Avoid committing secrets by ignoring tracked files in Git

Avoid committing secrets by ignoring tracked files in Git

The Problem

Secrets are things like API keys, user credentials, and certificates that will implicitly allow someone access to another platform or service. My team has a local.settings.json file in our repository that contains some secrets that allow us to call dependent services. In order to successfully run the code locally, you need those secrets.

If, in the midst of a slurry of commits, you commit that file with the secrets inside of it; you will likely have to delete your entire branch, or do some git magic to remove it. Deleting the secrets and committing isn't enough because git still keeps track of those secrets in the history.

The Solution

Very simply, you could just use .gitignore to prevent git from keeping track of this file and store it somewhere secure for developers to use (or just constantly pass it around). I don't like that approach, because it makes it hard to keep track of what should be in the file. I do recommend committing the secret-free version of your settings files, and then just inserting them manually when you need them.

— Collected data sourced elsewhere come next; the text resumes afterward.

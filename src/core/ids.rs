//! Identifier generation.
//!
//! Ids look like `trans_1704456000000_3f9c2a1b7`: an entity prefix, the creation time in
//! milliseconds and nine random hex characters. Collisions are not checked for.

use chrono::{DateTime, Utc};
use uuid::Uuid;

/// Prefix for transaction ids
pub const TRANSACTION_PREFIX: &str = "trans";
/// Prefix for category ids
pub const CATEGORY_PREFIX: &str = "cat";
/// Prefix for budget ids
pub const BUDGET_PREFIX: &str = "budget";

const SUFFIX_LEN: usize = 9;

/// Generates an id for `prefix` stamped with `now`.
#[must_use]
pub fn generate_id_at(prefix: &str, now: DateTime<Utc>) -> String {
    let random = Uuid::new_v4().simple().to_string();
    format!(
        "{prefix}_{}_{}",
        now.timestamp_millis(),
        &random[..SUFFIX_LEN]
    )
}

/// Generates an id for `prefix` stamped with the current time.
#[must_use]
pub fn generate_id(prefix: &str) -> String {
    generate_id_at(prefix, Utc::now())
}
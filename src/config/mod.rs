/// Built-in category seed set
pub mod categories;

/// Database configuration and connection management
pub mod database;

/// Application settings from config.toml and environment variables
pub mod settings;

pub use settings::{AppConfig, load_app_configuration};
#[cfg(test)]
mod tests {
    #![allow(clippy::unwrap_used)]
    #![allow(clippy::float_cmp)]
    use super::*;
    use crate::test_utils::{category, transaction};
    use chrono::TimeZone;

    fn at(y: i32, m: u32, d: u32) -> DateTime<Utc> {
        Utc.with_ymd_and_hms(y, m, d, 12, 0, 0).unwrap()
    }

    fn january() -> DateRange {
        DateRange::from_dates(
            NaiveDate::from_ymd_opt(2024, 1, 1).unwrap(),
            NaiveDate::from_ymd_opt(2024, 1, 31).unwrap(),
        )
    }

    fn three_entries() -> Vec<TransactionModel> {
        vec![
            transaction(TransactionType::Income, 100.0, "salary", at(2024, 1, 5)),
            transaction(TransactionType::Expense, 40.0, "food", at(2024, 1, 10)),
            transaction(TransactionType::Income, 50.0, "bonus", at(2024, 2, 1)),
        ]
    }

    #[test]
    fn test_empty_list_is_zero() {
        assert_eq!(total_income(&[], None), 0.0);
        assert_eq!(total_expense(&[], None), 0.0);
        assert_eq!(balance(&[], None), 0.0);
        assert!(expenses_by_category(&[], None).is_empty());
        assert!(monthly_trends_at(&[], 12, at(2024, 6, 1)).is_empty());
        assert_eq!(summarize(&[]), TransactionStats::default());
    }

    #[test]
    fn test_totals_within_range() {
        let list = three_entries();
        let range = january();
        assert_eq!(total_income(&list, Some(&range)), 100.0);
        assert_eq!(total_expense(&list, Some(&range)), 40.0);
        assert_eq!(balance(&list, Some(&range)), 60.0);
        assert_eq!(balance(&list, None), 110.0);
    }

    #[test]
    fn test_range_ending_on_last_date() {
        let range =
            DateRange::from_dates(NaiveDate::from_ymd_opt(2024, 1, 1).unwrap(), NaiveDate::MAX);
        assert_eq!(range.end, DateTime::<Utc>::MAX_UTC);
        assert!(range.contains(at(2030, 6, 1)));
    }

    #[test]
    fn test_range_end_is_inclusive() {
        let late = Utc.with_ymd_and_hms(2024, 1, 31, 23, 59, 59).unwrap();
        let list = vec![transaction(TransactionType::Expense, 5.0, "food", late)];
        assert_eq!(total_expense(&list, Some(&january())), 5.0);
    }

    #[test]
    fn test_expenses_by_category_sorted_desc() {
        let list = vec![
            transaction(TransactionType::Expense, 30.0, "catA", at(2024, 1, 1)),
            transaction(TransactionType::Expense, 70.0, "catB", at(2024, 1, 2)),
            transaction(TransactionType::Expense, 20.0, "catA", at(2024, 1, 3)),
            transaction(TransactionType::Income, 500.0, "salary", at(2024, 1, 3)),
        ];
        let totals = expenses_by_category(&list, None);
        assert_eq!(
            totals,
            vec![
                CategoryTotal {
                    category_id: "catB".to_string(),
                    amount: 70.0
                },
                CategoryTotal {
                    category_id: "catA".to_string(),
                    amount: 50.0
                },
            ]
        );
    }

    #[test]
    fn test_expenses_by_category_ties_keep_encounter_order() {
        let list = vec![
            transaction(TransactionType::Expense, 10.0, "first", at(2024, 1, 1)),
            transaction(TransactionType::Expense, 10.0, "second", at(2024, 1, 2)),
        ];
        let ids: Vec<_> = expenses_by_category(&list, None)
            .into_iter()
            .map(|t| t.category_id)
            .collect();
        assert_eq!(ids, ["first", "second"]);
    }

    #[test]
    fn test_category_expenses_follow_category_order() {
        let categories = vec![
            category("food", TransactionType::Expense),
            category("rent", TransactionType::Expense),
            category("transport", TransactionType::Expense),
        ];
        let list = vec![
            transaction(TransactionType::Expense, 5.0, "transport", at(2024, 1, 1)),
            transaction(TransactionType::Expense, 9.0, "food", at(2024, 1, 1)),
            transaction(TransactionType::Expense, 3.0, "unknown", at(2024, 1, 1)),
        ];
        let result = category_expenses(&list, &categories, None);
        let ids: Vec<_> = result.iter().map(|c| c.category.id.as_str()).collect();
        assert_eq!(ids, ["food", "transport"]);
        assert_eq!(result[0].amount, 9.0);
    }

    #[test]
    fn test_expense_breakdown_percentages_and_fallbacks() {
        let categories = vec![category("food", TransactionType::Expense)];
        let list = vec![
            transaction(TransactionType::Expense, 75.0, "food", at(2024, 1, 1)),
            transaction(TransactionType::Expense, 25.0, "mystery", at(2024, 1, 1)),
        ];
        let slices = expense_breakdown(&list, &categories, None, 8);
        assert_eq!(slices.len(), 2);
        assert_eq!(slices[0].name, "Food");
        assert_eq!(slices[0].percentage, 75.0);
        assert_eq!(slices[1].name, "mystery");
        assert_eq!(slices[1].color, CHART_COLORS[1]);

        assert_eq!(expense_breakdown(&list, &categories, None, 1).len(), 1);
        assert!(expense_breakdown(&[], &categories, None, 8).is_empty());
    }

    #[test]
    fn test_monthly_trends_omit_empty_months() {
        let list = vec![
            transaction(TransactionType::Income, 100.0, "salary", at(2024, 1, 5)),
            transaction(TransactionType::Expense, 30.0, "food", at(2024, 1, 20)),
            transaction(TransactionType::Expense, 10.0, "food", at(2024, 3, 2)),
        ];
        let trends = monthly_trends_at(&list, 12, at(2024, 3, 15));
        let months: Vec<_> = trends.iter().map(|m| m.month.as_str()).collect();
        assert_eq!(months, ["2024-01", "2024-03"]);
        assert_eq!(trends[0].balance, 70.0);
        assert_eq!(trends[1].expense, 10.0);
    }

    #[test]
    fn test_monthly_trends_window() {
        let list = vec![
            transaction(TransactionType::Expense, 1.0, "food", at(2023, 12, 31)),
            transaction(TransactionType::Expense, 2.0, "food", at(2024, 3, 1)),
        ];
        let trends = monthly_trends_at(&list, 1, at(2024, 3, 15));
        assert_eq!(trends.len(), 1);
        assert_eq!(trends[0].month, "2024-03");
    }

    #[test]
    fn test_monthly_averages() {
        let list = three_entries();
        let trends = monthly_trends_at(&list, 12, at(2024, 2, 10));
        let averages = monthly_averages(&trends);
        assert_eq!(averages.income, 75.0);
        assert_eq!(averages.expense, 20.0);
        assert_eq!(monthly_averages(&[]), MonthlyAverages::default());
    }

    #[test]
    fn test_daily_spending_groups_by_day() {
        let list = vec![
            transaction(TransactionType::Expense, 4.0, "food", at(2024, 1, 10)),
            transaction(TransactionType::Expense, 6.0, "food", at(2024, 1, 10)),
            transaction(TransactionType::Expense, 1.0, "food", at(2024, 1, 12)),
            transaction(TransactionType::Income, 99.0, "salary", at(2024, 1, 11)),
            transaction(TransactionType::Expense, 50.0, "food", at(2023, 11, 1)),
        ];
        let days = daily_spending_at(&list, 30, at(2024, 1, 15));
        assert_eq!(days.len(), 2);
        assert_eq!(days[0].date, NaiveDate::from_ymd_opt(2024, 1, 10).unwrap());
        assert_eq!(days[0].amount, 10.0);
        assert_eq!(days[1].amount, 1.0);
    }

    #[test]
    fn test_daily_spending_unbounded_window() {
        let now = at(2024, 1, 15);
        let list = vec![
            transaction(TransactionType::Expense, 4.0, "food", now),
            transaction(TransactionType::Expense, 2.0, "food", at(1990, 3, 1)),
        ];
        let days = daily_spending_at(&list, u32::MAX, now);
        assert_eq!(days.len(), 2);
        assert_eq!(days[1].amount, 4.0);
    }

    #[test]
    fn test_monthly_projection() {
        // 2024-04 has 30 days; on the 10th, 100 spent so far.
        let list = vec![
            transaction(TransactionType::Expense, 60.0, "food", at(2024, 4, 1)),
            transaction(TransactionType::Expense, 40.0, "food", at(2024, 4, 9)),
            transaction(TransactionType::Expense, 500.0, "food", at(2024, 3, 31)),
        ];
        let p = spending_projection_at(&list, ProjectionPeriod::Monthly, at(2024, 4, 10));
        assert_eq!(p.spent, 100.0);
        assert_eq!(p.days_elapsed, 10);
        assert_eq!(p.total_days, 30);
        assert_eq!(p.days_remaining, 20);
        assert_eq!(p.average_daily, 10.0);
        assert_eq!(p.projected_total, 300.0);
        assert!((p.progress_percentage - 100.0 / 3.0).abs() < 1e-9);
    }

    #[test]
    fn test_weekly_projection_starts_sunday() {
        // 2024-01-10 is a Wednesday; the week began Sunday 2024-01-07.
        let list = vec![
            transaction(TransactionType::Expense, 21.0, "food", at(2024, 1, 7)),
            transaction(TransactionType::Expense, 9.0, "food", at(2024, 1, 6)),
        ];
        let p = spending_projection_at(&list, ProjectionPeriod::Weekly, at(2024, 1, 10));
        assert_eq!(
            p.period_start,
            Utc.with_ymd_and_hms(2024, 1, 7, 0, 0, 0).unwrap()
        );
        assert_eq!(p.spent, 21.0);
        assert_eq!(p.days_elapsed, 4);
        assert_eq!(p.days_remaining, 3);
        assert_eq!(p.projected_total, 21.0 / 4.0 * 7.0);
    }

    #[test]
    fn test_stats_period_parsing_and_ranges() {
        let now = at(2024, 6, 15);
        assert_eq!("90d".parse::<StatsPeriod>().unwrap(), StatsPeriod::Quarter);
        assert!("2w".parse::<StatsPeriod>().is_err());
        assert_eq!(StatsPeriod::Year.range_at(now).start, at(2023, 6, 15));
        assert_eq!(StatsPeriod::Week.range_at(now).start, at(2024, 6, 8));
        assert_eq!(StatsPeriod::Year.trend_months(), 12);
        assert_eq!(StatsPeriod::Quarter.trend_months(), 3);
        assert_eq!(StatsPeriod::Month.trend_months(), 1);
    }
}
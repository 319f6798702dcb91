//! Category entity - Groups transactions of one type for display and statistics.
//!
//! `name`, `icon` and `color` are presentation metadata; the ledger stores them but
//! never interprets them. Default categories are the built-in seed set and survive
//! a full reset.

use super::Record;
use super::transaction::TransactionType;
use chrono::{DateTime, Utc};
use sea_orm::entity::prelude::*;
use sea_orm::{QueryOrder, Select, Set};
use serde::{Deserialize, Serialize};

/// Category database model
#[derive(Clone, Debug, PartialEq, DeriveEntityModel, Serialize, Deserialize)]
#[sea_orm(table_name = "categories")]
pub struct Model {
    /// Unique identifier across income and expense categories
    #[sea_orm(primary_key, auto_increment = false)]
    pub id: String,
    /// Display name
    pub name: String,
    /// Display glyph or emoji
    pub icon: String,
    /// Display color token
    pub color: String,
    /// The transaction type this category serves
    #[sea_orm(column_name = "type")]
    #[serde(rename = "type")]
    pub category_type: TransactionType,
    /// Optional informational spending cap
    #[serde(default)]
    pub budget: Option<f64>,
    /// Part of the built-in seed set
    #[serde(rename = "isDefault", alias = "is_default", default)]
    pub is_default: bool,
}

/// `Category` has no declared relationships; transactions refer to it by id.
#[derive(Copy, Clone, Debug, EnumIter, DeriveRelation)]
pub enum Relation {}

impl ActiveModelBehavior for ActiveModel {}

/// Input for a user-created category.
#[derive(Clone, Debug, PartialEq, Serialize, Deserialize)]
pub struct NewCategory {
    /// Display name
    pub name: String,
    /// Display glyph or emoji
    pub icon: String,
    /// Display color token
    pub color: String,
    /// The transaction type this category serves
    #[serde(rename = "type")]
    pub category_type: TransactionType,
    /// Optional informational spending cap
    #[serde(default)]
    pub budget: Option<f64>,
    /// Usually false for user-created categories
    #[serde(rename = "isDefault", default)]
    pub is_default: bool,
}

impl NewCategory {
    /// Creates a non-default category without a cap.
    pub fn new(
        name: impl Into<String>,
        icon: impl Into<String>,
        color: impl Into<String>,
        category_type: TransactionType,
    ) -> Self {
        Self {
            name: name.into(),
            icon: icon.into(),
            color: color.into(),
            category_type,
            budget: None,
            is_default: false,
        }
    }

    /// Materializes the stored record.
    #[must_use]
    pub fn into_model(self, id: String) -> Model {
        Model {
            id,
            name: self.name.trim().to_string(),
            icon: self.icon,
            color: self.color,
            category_type: self.category_type,
            budget: self.budget,
            is_default: self.is_default,
        }
    }
}

/// Partial update for a category.
#[derive(Clone, Debug, Default, PartialEq)]
pub struct CategoryPatch {
    /// New display name
    pub name: Option<String>,
    /// New glyph
    pub icon: Option<String>,
    /// New color token
    pub color: Option<String>,
    /// New transaction type
    pub category_type: Option<TransactionType>,
    /// New cap; `Some(None)` clears it
    pub budget: Option<Option<f64>>,
}

impl Record for Entity {
    const KIND: &'static str = "category";
    type Patch = CategoryPatch;

    fn id_column() -> Column {
        Column::Id
    }

    fn record_id(model: &Model) -> &str {
        &model.id
    }

    fn ordered(select: Select<Self>) -> Select<Self> {
        select.order_by_asc(Column::Name)
    }

    // Categories carry no audit timestamps.
    fn apply_patch(active: &mut ActiveModel, patch: CategoryPatch, _now: DateTime<Utc>) {
        if let Some(v) = patch.name {
            active.name = Set(v.trim().to_string());
        }
        if let Some(v) = patch.icon {
            active.icon = Set(v);
        }
        if let Some(v) = patch.color {
            active.color = Set(v);
        }
        if let Some(v) = patch.category_type {
            active.category_type = Set(v);
        }
        if let Some(v) = patch.budget {
            active.budget = Set(v);
        }
    }
}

The trick with this, is not committing those secrets into your codebase. The solution to that problem is to tell git to stop tracking file changes for this file. You can signal git to stop tracking those changes, and then add your secrets in and continue on!

Here's How

First, with your clean file already tracked in git you can signal git to stop tracking changes to your file using this line:

git update-index --assume-unchanged [<file> ...]
Prevent git from tracking changes made to a path

This will allow you to save changes to the file (ie. adding secrets to it) without accidentally committing them. As you're making changes, make sure you're still being diligent with git status and ensure git isn't tracking changes to that file.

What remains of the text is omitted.